> **WHAT TO PRODUCE**: Reproduce all of the data exactly as written.

> **GIVEN DATA**:
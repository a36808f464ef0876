use assert_matches::assert_matches;
use rustplay_core::{JobId, JobStatus, Output, Target};
use rustplay_events::{EventBus, EventLog, JobEvent, JobOutcome};

#[tokio::test]
async fn writes_one_line_per_event_until_bus_closes() {
    let bus = EventBus::default();
    let receiver = bus.subscribe();
    let task = tokio::spawn(EventLog::run(Vec::<u8>::new(), receiver));

    let id = JobId::new();
    bus.publish(JobEvent::started(id, Target::Run));
    bus.publish(JobEvent::finished(
        id,
        JobStatus::Succeeded,
        JobOutcome::Output(Output {
            stdout: "Hello".into(),
            ..Default::default()
        }),
    ));
    drop(bus);

    let written = task.await.expect("event log task should not panic");
    let text = String::from_utf8(written).unwrap();
    let lines: Vec<&str> = text.lines().collect();
    assert_eq!(lines.len(), 2);

    let started: serde_json::Value = serde_json::from_str(lines[0]).unwrap();
    assert_eq!(started["event"], "job_started");
    assert_eq!(started["target"], "run");
    assert_eq!(started["id"], id.to_string());

    let finished: JobEvent = serde_json::from_str(lines[1]).unwrap();
    assert_matches!(
        finished,
        JobEvent::JobFinished {
            status: JobStatus::Succeeded,
            outcome: JobOutcome::Output(Output { ref stdout, .. }),
            ..
        } if stdout == "Hello"
    );
}

#[tokio::test]
async fn empty_bus_produces_empty_log() {
    let bus = EventBus::default();
    let task = tokio::spawn(EventLog::run(Vec::<u8>::new(), bus.subscribe()));
    drop(bus);

    let written = task.await.unwrap();
    assert!(written.is_empty());
}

> **RESULT OF THE TASK**:
repository a36808f464ef0876
use assert_matches::assert_matches;
use rustplay_core::{JobId, JobStatus, Output, Target};
use rustplay_events::{EventBus, EventLog, JobEvent, JobOutcome};

#[tokio::test]
async fn writes_one_line_per_event_until_bus_closes() {
    let bus = EventBus::default();
    let receiver = bus.subscribe();
    let task = tokio::spawn(EventLog::run(Vec::<u8>::new(), receiver));

    let id = JobId::new();
    bus.publish(JobEvent::started(id, Target::Run));
    bus.publish(JobEvent::finished(
        id,
        JobStatus::Succeeded,
        JobOutcome::Output(Output {
            stdout: "Hello".into(),
            ..Default::default()
        }),
    ));
    drop(bus);

    let written = task.await.expect("event log task should not panic");
    let text = String::from_utf8(written).unwrap();
    let lines: Vec<&str> = text.lines().collect();
    assert_eq!(lines.len(), 2);

    let started: serde_json::Value = serde_json::from_str(lines[0]).unwrap();
    assert_eq!(started["event"], "job_started");
    assert_eq!(started["target"], "run");
    assert_eq!(started["id"], id.to_string());

    let finished: JobEvent = serde_json::from_str(lines[1]).unwrap();
    assert_matches!(
        finished,
        JobEvent::JobFinished {
            status: JobStatus::Succeeded,
            outcome: JobOutcome::Output(Output { ref stdout, .. }),
            ..
        } if stdout == "Hello"
    );
}

#[tokio::test]
async fn empty_bus_produces_empty_log() {
    let bus = EventBus::default();
    let task = tokio::spawn(EventLog::run(Vec::<u8>::new(), bus.subscribe()));
    drop(bus);

    let written = task.await.unwrap();
    assert!(written.is_empty());
}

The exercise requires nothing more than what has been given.